> _Your task_
Each line that contains the word "clone" is to be copied from the records below.

[Records from a collection]
....

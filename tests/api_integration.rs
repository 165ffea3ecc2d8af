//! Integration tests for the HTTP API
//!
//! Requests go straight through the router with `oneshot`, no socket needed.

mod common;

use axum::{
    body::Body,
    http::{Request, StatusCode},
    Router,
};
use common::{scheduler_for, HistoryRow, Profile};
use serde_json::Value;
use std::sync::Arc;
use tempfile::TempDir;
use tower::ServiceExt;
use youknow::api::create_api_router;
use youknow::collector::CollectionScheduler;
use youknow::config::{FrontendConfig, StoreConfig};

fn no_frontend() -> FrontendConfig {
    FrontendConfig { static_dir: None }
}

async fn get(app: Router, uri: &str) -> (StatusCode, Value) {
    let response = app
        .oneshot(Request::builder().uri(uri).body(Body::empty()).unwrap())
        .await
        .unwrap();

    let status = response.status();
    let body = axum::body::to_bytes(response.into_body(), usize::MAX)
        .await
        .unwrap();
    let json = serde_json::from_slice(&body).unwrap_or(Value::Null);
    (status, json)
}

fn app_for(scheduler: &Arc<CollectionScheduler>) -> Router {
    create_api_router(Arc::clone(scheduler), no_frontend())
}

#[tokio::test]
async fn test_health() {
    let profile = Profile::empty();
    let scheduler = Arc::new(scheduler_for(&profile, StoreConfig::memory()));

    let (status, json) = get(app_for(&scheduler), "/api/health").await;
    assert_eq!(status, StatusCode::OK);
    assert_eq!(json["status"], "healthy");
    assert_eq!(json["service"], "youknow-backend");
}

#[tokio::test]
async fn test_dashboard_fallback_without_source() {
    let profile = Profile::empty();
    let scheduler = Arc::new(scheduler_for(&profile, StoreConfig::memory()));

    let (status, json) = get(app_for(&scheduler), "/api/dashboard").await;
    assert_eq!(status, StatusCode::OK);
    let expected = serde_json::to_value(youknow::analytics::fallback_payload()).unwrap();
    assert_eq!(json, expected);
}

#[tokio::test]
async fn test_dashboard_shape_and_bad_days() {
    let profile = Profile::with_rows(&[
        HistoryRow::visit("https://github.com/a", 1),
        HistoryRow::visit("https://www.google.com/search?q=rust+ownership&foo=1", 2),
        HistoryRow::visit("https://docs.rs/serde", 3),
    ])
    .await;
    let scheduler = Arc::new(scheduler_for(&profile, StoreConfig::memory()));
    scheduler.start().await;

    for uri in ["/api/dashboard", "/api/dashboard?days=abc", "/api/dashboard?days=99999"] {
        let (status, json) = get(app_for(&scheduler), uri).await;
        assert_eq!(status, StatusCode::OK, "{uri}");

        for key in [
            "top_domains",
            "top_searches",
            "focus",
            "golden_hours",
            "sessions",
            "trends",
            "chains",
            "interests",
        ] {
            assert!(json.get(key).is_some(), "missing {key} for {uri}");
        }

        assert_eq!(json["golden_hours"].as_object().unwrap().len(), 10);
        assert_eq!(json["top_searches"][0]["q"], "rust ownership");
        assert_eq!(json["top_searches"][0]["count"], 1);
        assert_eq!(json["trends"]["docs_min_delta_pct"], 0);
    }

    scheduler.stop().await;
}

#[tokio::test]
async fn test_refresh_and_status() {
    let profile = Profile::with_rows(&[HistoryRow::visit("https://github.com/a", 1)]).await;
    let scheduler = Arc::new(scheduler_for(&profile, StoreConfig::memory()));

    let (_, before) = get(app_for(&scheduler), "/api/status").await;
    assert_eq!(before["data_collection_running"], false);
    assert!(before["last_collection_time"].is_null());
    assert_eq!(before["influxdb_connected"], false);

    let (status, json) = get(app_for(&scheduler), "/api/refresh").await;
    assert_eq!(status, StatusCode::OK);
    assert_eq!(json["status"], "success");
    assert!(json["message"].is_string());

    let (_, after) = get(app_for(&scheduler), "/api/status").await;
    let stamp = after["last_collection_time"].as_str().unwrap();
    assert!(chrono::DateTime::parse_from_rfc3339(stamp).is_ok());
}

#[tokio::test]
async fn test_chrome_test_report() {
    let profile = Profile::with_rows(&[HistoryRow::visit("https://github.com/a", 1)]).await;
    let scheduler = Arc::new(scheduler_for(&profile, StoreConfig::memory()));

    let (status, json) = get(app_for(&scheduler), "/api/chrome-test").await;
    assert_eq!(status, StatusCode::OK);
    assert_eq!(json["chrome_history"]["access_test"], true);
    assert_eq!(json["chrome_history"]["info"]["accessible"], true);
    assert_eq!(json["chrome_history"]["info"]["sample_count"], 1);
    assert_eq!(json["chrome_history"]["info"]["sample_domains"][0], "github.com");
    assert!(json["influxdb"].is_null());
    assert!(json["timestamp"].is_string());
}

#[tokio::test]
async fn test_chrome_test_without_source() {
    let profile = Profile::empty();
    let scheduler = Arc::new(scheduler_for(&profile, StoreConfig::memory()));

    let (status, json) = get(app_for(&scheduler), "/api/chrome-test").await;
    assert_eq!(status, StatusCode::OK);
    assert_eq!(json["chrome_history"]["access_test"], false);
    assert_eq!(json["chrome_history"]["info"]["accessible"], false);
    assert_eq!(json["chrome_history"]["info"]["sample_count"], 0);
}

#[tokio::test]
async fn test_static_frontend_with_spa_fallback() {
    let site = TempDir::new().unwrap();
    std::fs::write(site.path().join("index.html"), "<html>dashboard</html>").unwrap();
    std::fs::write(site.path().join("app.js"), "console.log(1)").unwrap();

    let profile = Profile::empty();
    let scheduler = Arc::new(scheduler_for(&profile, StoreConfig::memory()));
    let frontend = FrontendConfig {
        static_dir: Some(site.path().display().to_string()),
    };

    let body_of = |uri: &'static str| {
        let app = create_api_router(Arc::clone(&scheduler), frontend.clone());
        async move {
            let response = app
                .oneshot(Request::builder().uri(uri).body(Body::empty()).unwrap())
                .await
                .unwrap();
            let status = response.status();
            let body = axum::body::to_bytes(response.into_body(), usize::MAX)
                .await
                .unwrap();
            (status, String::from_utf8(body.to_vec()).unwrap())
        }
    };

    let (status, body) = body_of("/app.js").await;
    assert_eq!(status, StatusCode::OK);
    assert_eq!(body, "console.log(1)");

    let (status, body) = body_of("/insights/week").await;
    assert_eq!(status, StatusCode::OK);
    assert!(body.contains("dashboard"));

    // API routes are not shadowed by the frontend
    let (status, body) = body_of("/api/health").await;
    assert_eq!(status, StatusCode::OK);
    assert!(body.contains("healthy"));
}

....

> _Final answer_
    create_api_router(Arc::clone(scheduler), no_frontend())
        let app = create_api_router(Arc::clone(&scheduler), frontend.clone());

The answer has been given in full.